How would you describe a confident and happy person? You would probably say that the person has a dynamic and excited physiology with upright head etc.
How would you describe a very tired and sad person? The physiology would be quite different to the above description. The head bent down, eyes looking down, slumped shoulders etc.
When we are “down”, we can lift the spirit by applying the posture of a person who is in a very resourceful state. Lift head and shoulders and center the weight. When we have this posture, we are sending messages to the brain that we are now in a very energetic, confident and happy mood.
What to do if I do not feel like doing it? PRETEND!!! You know how the posture would be so you can just pretend you are a person with the appropriate posture and you will achieve the result.
Fake it until you make it!
We can adjust the images we have in our heads. We can make the pictures bigger and brighter. If you do so, you make it stronger. If you for example are afraid of presenting at meetings or making a speech, you can imagine a circle in front of you on the floor. You can give it your favourite colour, one that you connect with strength and confidence. Step into that circle and relive a situation in which you behaved excellently, exactly the way you want to behave in future difficult situations (if you do not have any events to refer to, then just create it as you most likely know exactly how you want to respond). See through your own eyes, hear what you heard, see what you saw, and feel what you felt. Make it all even stronger by adjusting sounds, lights etc. Step out of the circle. Think of something completely different, such as what to do in your next holiday. Step into the circle again, and fully relive what you just did before. Step out and think of something different. Repeat this about five times. Whenever you have a need for being that strong person in the circle, you can just in your mind step into it and BE that one.
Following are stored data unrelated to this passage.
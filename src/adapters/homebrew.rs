//! Homebrew package manager adapter.
use std::sync::Arc;

use anyhow::{Result, bail};

use super::{PackageManager, TapSupport};
use crate::exec::{ExecResult, Executor};
use crate::logging::SIMULATED_TARGET;
use crate::mode::ExecutionMode;

const BREW: &str = "brew";

/// Drives `brew` for formulae, casks and taps.
///
/// In [`ExecutionMode::Simulated`] mutating commands are logged instead of
/// run; queries still run when `brew` is available and report "not
/// installed" otherwise.
#[derive(Debug, Clone)]
pub struct Homebrew {
    executor: Arc<dyn Executor>,
    mode: ExecutionMode,
}

impl Homebrew {
    /// Adapter running commands through `executor`.
    #[must_use]
    pub fn new(executor: Arc<dyn Executor>, mode: ExecutionMode) -> Self {
        Self { executor, mode }
    }

    /// Run a mutating `brew` command, or log it in simulated mode.
    fn mutate(&self, args: &[&str]) -> Result<()> {
        if self.mode.is_simulated() {
            tracing::info!(target: SIMULATED_TARGET, "{BREW} {}", args.join(" "));
            return Ok(());
        }
        self.require_brew()?;
        self.executor.run(BREW, args)?;
        Ok(())
    }

    /// Run a read-only `brew` command; `None` when brew is absent in
    /// simulated mode.
    fn query(&self, args: &[&str]) -> Result<Option<ExecResult>> {
        if self.mode.is_simulated() && !self.executor.which(BREW) {
            return Ok(None);
        }
        self.require_brew()?;
        Ok(Some(self.executor.run_unchecked(BREW, args)?))
    }

    fn require_brew(&self) -> Result<()> {
        if !self.executor.which(BREW) {
            bail!("{BREW} not found on PATH");
        }
        Ok(())
    }

    /// Names from `brew list` style output: first token of each line.
    fn listed(&self, args: &[&str]) -> Result<Vec<String>> {
        let Some(result) = self.query(args)? else {
            return Ok(Vec::new());
        };
        if !result.success {
            bail!("{BREW} {} failed: {}", args.join(" "), result.stderr.trim());
        }
        Ok(result
            .stdout
            .lines()
            .filter_map(|line| line.split_whitespace().next())
            .map(str::to_string)
            .collect())
    }

    fn with_names<'a>(prefix: &[&'a str], names: &'a [String]) -> Vec<&'a str> {
        let mut args = prefix.to_vec();
        args.extend(names.iter().map(String::as_str));
        args
    }
}

impl PackageManager for Homebrew {
    fn name(&self) -> &'static str {
        "homebrew"
    }

    fn install(&self, names: &[String]) -> Result<()> {
        if names.is_empty() {
            return Ok(());
        }
        self.mutate(&Self::with_names(&["install"], names))
    }

    fn uninstall(&self, names: &[String]) -> Result<()> {
        if names.is_empty() {
            return Ok(());
        }
        self.mutate(&Self::with_names(&["uninstall"], names))
    }

    fn update(&self, names: &[String]) -> Result<()> {
        self.mutate(&["update"])?;
        self.mutate(&Self::with_names(&["upgrade"], names))
    }

    fn is_installed(&self, name: &str) -> Result<bool> {
        // `brew list --versions <name>` exits non-zero when absent.
        Ok(self
            .query(&["list", "--formula", "--versions", name])?
            .is_some_and(|r| r.success && !r.stdout.trim().is_empty()))
    }

    fn list_installed(&self) -> Result<Vec<String>> {
        self.listed(&["list", "--formula", "--versions"])
    }

    fn as_tap_support(&self) -> Option<&dyn TapSupport> {
        Some(self)
    }
}

impl TapSupport for Homebrew {
    fn tap(&self, name: &str) -> Result<()> {
        self.mutate(&["tap", name])
    }

    fn is_tapped(&self, name: &str) -> Result<bool> {
        let wanted = name.to_ascii_lowercase();
        Ok(self
            .listed(&["tap"])?
            .iter()
            .any(|t| t.to_ascii_lowercase() == wanted))
    }

    fn install_casks(&self, names: &[String]) -> Result<()> {
        if names.is_empty() {
            return Ok(());
        }
        self.mutate(&Self::with_names(&["install", "--cask"], names))
    }

    fn is_cask_installed(&self, name: &str) -> Result<bool> {
        Ok(self
            .query(&["list", "--cask", "--versions", name])?
            .is_some_and(|r| r.success && !r.stdout.trim().is_empty()))
    }
}
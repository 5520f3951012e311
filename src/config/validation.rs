//! Structural checks run before any mutation.
use std::collections::{BTreeMap, BTreeSet};
use std::fmt;

use super::{Config, LinkDecl, PackageManagerConfig};
use crate::adapters::Registry;
use crate::state::ProgramOptions;

/// A problem found while validating configuration.
#[derive(Debug, Clone, PartialEq, Eq)]
pub struct ValidationIssue {
    /// The configuration section (e.g. "package_managers.homebrew").
    pub section: String,
    /// The specific item that triggered the issue.
    pub item: String,
    /// Human-readable message.
    pub message: String,
}

impl ValidationIssue {
    /// Build an issue.
    #[must_use]
    pub fn new(
        section: impl Into<String>,
        item: impl Into<String>,
        message: impl Into<String>,
    ) -> Self {
        Self {
            section: section.into(),
            item: item.into(),
            message: message.into(),
        }
    }
}

impl fmt::Display for ValidationIssue {
    fn fmt(&self, f: &mut fmt::Formatter<'_>) -> fmt::Result {
        if self.item.is_empty() {
            write!(f, "{}: {}", self.section, self.message)
        } else {
            write!(f, "{} '{}': {}", self.section, self.item, self.message)
        }
    }
}

/// A validator for one section of the configuration.
pub trait ConfigValidator {
    /// Check the section and return every issue found.
    fn validate(&self, registry: &Registry) -> Vec<ValidationIssue>;

    /// Section name, used in messages.
    fn name(&self) -> &'static str;
}

/// Checks `[package_managers.*]` tables.
#[derive(Debug)]
pub struct PackageValidator<'a> {
    managers: &'a BTreeMap<String, PackageManagerConfig>,
}

impl<'a> PackageValidator<'a> {
    /// Validator over the declared package managers.
    #[must_use]
    pub const fn new(managers: &'a BTreeMap<String, PackageManagerConfig>) -> Self {
        Self { managers }
    }
}

/// Whether `tap` has the `user/repo` shape.
fn is_valid_tap(tap: &str) -> bool {
    let mut parts = tap.split('/');
    let (Some(user), Some(repo), None) = (parts.next(), parts.next(), parts.next()) else {
        return false;
    };
    let ok = |s: &str| {
        !s.is_empty()
            && s
                .chars()
                .all(|c| c.is_ascii_alphanumeric() || matches!(c, '-' | '_' | '.'))
    };
    ok(user) && ok(repo)
}

impl ConfigValidator for PackageValidator<'_> {
    fn validate(&self, registry: &Registry) -> Vec<ValidationIssue> {
        let mut issues = Vec::new();

        for (manager, cfg) in self.managers {
            let section = format!("{}.{manager}", self.name());
            let Some(adapter) = registry.package_manager(manager) else {
                issues.push(ValidationIssue::new(
                    self.name(),
                    manager,
                    "unknown package manager",
                ));
                continue;
            };

            let lists = [
                ("install", &cfg.install),
                ("uninstall", &cfg.uninstall),
                ("casks", &cfg.casks),
                ("taps", &cfg.taps),
            ];
            for (field, names) in lists {
                if names.iter().any(|n| n.trim().is_empty()) {
                    issues.push(ValidationIssue::new(
                        &section,
                        field,
                        "contains an empty name",
                    ));
                }
            }

            for tap in &cfg.taps {
                if !tap.trim().is_empty() && !is_valid_tap(tap) {
                    issues.push(ValidationIssue::new(
                        &section,
                        tap,
                        "tap must have the form user/repo",
                    ));
                }
            }

            if (!cfg.taps.is_empty() || !cfg.casks.is_empty()) && adapter.as_tap_support().is_none()
            {
                issues.push(ValidationIssue::new(
                    &section,
                    "",
                    "taps and casks are not supported by this package manager",
                ));
            }

            for name in &cfg.install {
                if cfg.uninstall.contains(name) {
                    issues.push(ValidationIssue::new(
                        &section,
                        name,
                        "listed in both install and uninstall",
                    ));
                }
            }
        }

        issues
    }

    fn name(&self) -> &'static str {
        "package_managers"
    }
}

/// Checks `[programs.*]` tables.
#[derive(Debug)]
pub struct ProgramValidator<'a> {
    programs: &'a BTreeMap<String, ProgramOptions>,
}

impl<'a> ProgramValidator<'a> {
    /// Validator over the declared programs.
    #[must_use]
    pub const fn new(programs: &'a BTreeMap<String, ProgramOptions>) -> Self {
        Self { programs }
    }
}

impl ConfigValidator for ProgramValidator<'_> {
    fn validate(&self, registry: &Registry) -> Vec<ValidationIssue> {
        self.programs
            .keys()
            .filter(|name| registry.program(name).is_none())
            .map(|name| ValidationIssue::new(self.name(), name, "unknown program"))
            .collect()
    }

    fn name(&self) -> &'static str {
        "programs"
    }
}

/// Checks `[[dotfiles.links]]` entries.
#[derive(Debug)]
pub struct LinkValidator<'a> {
    links: &'a [LinkDecl],
}

impl<'a> LinkValidator<'a> {
    /// Validator over the declared links.
    #[must_use]
    pub const fn new(links: &'a [LinkDecl]) -> Self {
        Self { links }
    }
}

impl ConfigValidator for LinkValidator<'_> {
    fn validate(&self, _registry: &Registry) -> Vec<ValidationIssue> {
        let mut issues = Vec::new();
        let mut seen = BTreeSet::new();

        for (index, link) in self.links.iter().enumerate() {
            if link.name.trim().is_empty() {
                issues.push(ValidationIssue::new(
                    self.name(),
                    format!("#{}", index + 1),
                    "link name is empty",
                ));
                continue;
            }
            if link.to.trim().is_empty() {
                issues.push(ValidationIssue::new(
                    self.name(),
                    &link.name,
                    "link target is empty",
                ));
            }
            if link.from.as_deref().is_some_and(|f| f.trim().is_empty()) {
                issues.push(ValidationIssue::new(
                    self.name(),
                    &link.name,
                    "link source is empty",
                ));
            }
            if !seen.insert(link.name.as_str()) {
                issues.push(ValidationIssue::new(
                    self.name(),
                    &link.name,
                    "duplicate link name",
                ));
            }
        }

        issues
    }

    fn name(&self) -> &'static str {
        "dotfiles.links"
    }
}

/// Run every validator against `config`.
#[must_use]
pub fn validate_all(config: &Config, registry: &Registry) -> Vec<ValidationIssue> {
    let validators: Vec<Box<dyn ConfigValidator + '_>> = vec![
        Box::new(PackageValidator::new(&config.package_managers)),
        Box::new(ProgramValidator::new(&config.programs)),
        Box::new(LinkValidator::new(&config.dotfiles.links)),
    ];

    let mut all_issues = Vec::new();
    for validator in validators {
        let issues = validator.validate(registry);
        if !issues.is_empty() {
            tracing::debug!("{}: {} issue(s)", validator.name(), issues.len());
        }
        all_issues.extend(issues);
    }

    all_issues
}
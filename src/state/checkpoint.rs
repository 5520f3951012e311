//! Timestamped snapshots of [`State`] under `<state_dir>/checkpoints/`.
use std::path::{Path, PathBuf};

use chrono::{DateTime, Utc};

use super::{State, read_json, write_json_atomic};
use crate::error::{EngineError, Result};

/// Checkpoint id format; lexicographic order is chronological order.
pub const CHECKPOINT_ID_FORMAT: &str = "%Y%m%d_%H%M%S";

/// Checkpoint id for a snapshot taken at `at`.
#[must_use]
pub fn new_checkpoint_id(at: DateTime<Utc>) -> String {
    at.format(CHECKPOINT_ID_FORMAT).to_string()
}

/// Directory of `<id>.json` state snapshots.
#[derive(Debug, Clone)]
pub struct CheckpointStore {
    dir: PathBuf,
}

impl CheckpointStore {
    /// Store rooted at `dir` (created lazily on first write).
    #[must_use]
    pub fn new(dir: impl Into<PathBuf>) -> Self {
        Self { dir: dir.into() }
    }

    /// Directory holding the snapshots.
    #[must_use]
    pub fn dir(&self) -> &Path {
        &self.dir
    }

    /// Snapshot `state` under an id derived from the current time.
    ///
    /// A second write within the same second reuses the id and replaces
    /// the earlier snapshot.
    ///
    /// # Errors
    ///
    /// Returns an error if the snapshot cannot be written.
    pub fn write(&self, state: &State) -> Result<String> {
        let id = new_checkpoint_id(Utc::now());
        self.write_with_id(&id, state)?;
        Ok(id)
    }

    /// Snapshot `state` under an explicit id.
    ///
    /// # Errors
    ///
    /// Returns [`EngineError::Validation`] for an id that is not a plain
    /// file stem, or an error if the snapshot cannot be written.
    pub fn write_with_id(&self, id: &str, state: &State) -> Result<()> {
        let path = self.path_for(id)?;
        write_json_atomic(&path, state)?;
        tracing::debug!("wrote checkpoint {id}");
        Ok(())
    }

    /// Load the snapshot `id`.
    ///
    /// # Errors
    ///
    /// Returns [`EngineError::NotFound`] if no such checkpoint exists.
    pub fn read(&self, id: &str) -> Result<State> {
        let path = self.path_for(id)?;
        if !path.is_file() {
            return Err(EngineError::NotFound(format!("checkpoint '{id}'")));
        }
        read_json(&path)
    }

    /// Whether a snapshot `id` exists.
    #[must_use]
    pub fn exists(&self, id: &str) -> bool {
        self.path_for(id).is_ok_and(|p| p.is_file())
    }

    /// All checkpoint ids, newest first.
    ///
    /// # Errors
    ///
    /// Returns an error if the directory exists but cannot be read.
    pub fn list(&self) -> Result<Vec<String>> {
        let entries = match std::fs::read_dir(&self.dir) {
            Ok(entries) => entries,
            Err(e) if e.kind() == std::io::ErrorKind::NotFound => return Ok(Vec::new()),
            Err(e) => return Err(EngineError::io(&self.dir, e)),
        };
        let mut ids = Vec::new();
        for entry in entries {
            let path = entry.map_err(|e| EngineError::io(&self.dir, e))?.path();
            if path.extension().is_some_and(|ext| ext == "json")
                && let Some(stem) = path.file_stem()
            {
                ids.push(stem.to_string_lossy().into_owned());
            }
        }
        ids.sort_unstable_by(|a, b| b.cmp(a));
        Ok(ids)
    }

    /// Delete all but the `keep` newest snapshots.
    ///
    /// Returns the deleted ids, oldest last.
    ///
    /// # Errors
    ///
    /// Returns an error if a snapshot cannot be deleted.
    pub fn retain(&self, keep: usize) -> Result<Vec<String>> {
        let stale: Vec<String> = self.list()?.into_iter().skip(keep).collect();
        for id in &stale {
            let path = self.path_for(id)?;
            std::fs::remove_file(&path).map_err(|e| EngineError::io(&path, e))?;
            tracing::debug!("deleted checkpoint {id}");
        }
        Ok(stale)
    }

    fn path_for(&self, id: &str) -> Result<PathBuf> {
        let valid = !id.is_empty()
            && id
                .chars()
                .all(|c| c.is_ascii_alphanumeric() || c == '_' || c == '-');
        if !valid {
            return Err(EngineError::Validation(format!(
                "invalid checkpoint id '{id}'"
            )));
        }
        Ok(self.dir.join(format!("{id}.json")))
    }
}
//! Embed a version string for `dotfiles version`.
use std::process::Command;

fn main() {
    // An explicit DOTFILES_VERSION (release builds) wins over git describe.
    if let Ok(version) = std::env::var("DOTFILES_VERSION") {
        println!("cargo:rustc-env=DOTFILES_VERSION={version}");
    } else if let Ok(output) = Command::new("git")
        .args(["describe", "--tags", "--always", "--dirty"])
        .output()
        && output.status.success()
    {
        let described = String::from_utf8_lossy(&output.stdout).trim().to_string();
        if !described.is_empty() {
            println!("cargo:rustc-env=DOTFILES_VERSION={described}");
        }
    }

    println!("cargo:rerun-if-changed=.git/HEAD");
    println!("cargo:rerun-if-changed=.git/refs/");
    println!("cargo:rerun-if-env-changed=DOTFILES_VERSION");
}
One of my friends is such a nice person to be around, but she talks about how unhappy she is with herself in certain situations. She would like to be confident and assertive just as her sister, but she often feels weak and out of control. If you have a similar problem, you can use the following tool:
Decide for the next ten minutes to be the person with all the characteristics you want to have (assertive, confident etc.). Then go on as usual. Apply the ten-minute exercise again, and repeat it about five or more times throughout the day. Gradually you achieve the confidence (or what you want or need) instead of uncontrollable nervousness. It is like playing a role, and it becomes more and more easy, the more you put it into practice.
When I guide people to wanted changes, I always make sure that the change will not hurt anyone or anything. I still remember one telling me about a sales person, who one year decided to reach a certain amount of sales. He was married and had a little son. He worked extremely hard and achieved the result. However, the day he proudly returned home to tell about the achieved goal, his wife and son left him as they felt he was never there for them. Remember to have balance in life and consider that what you pursue really gives you the result you truly aim for.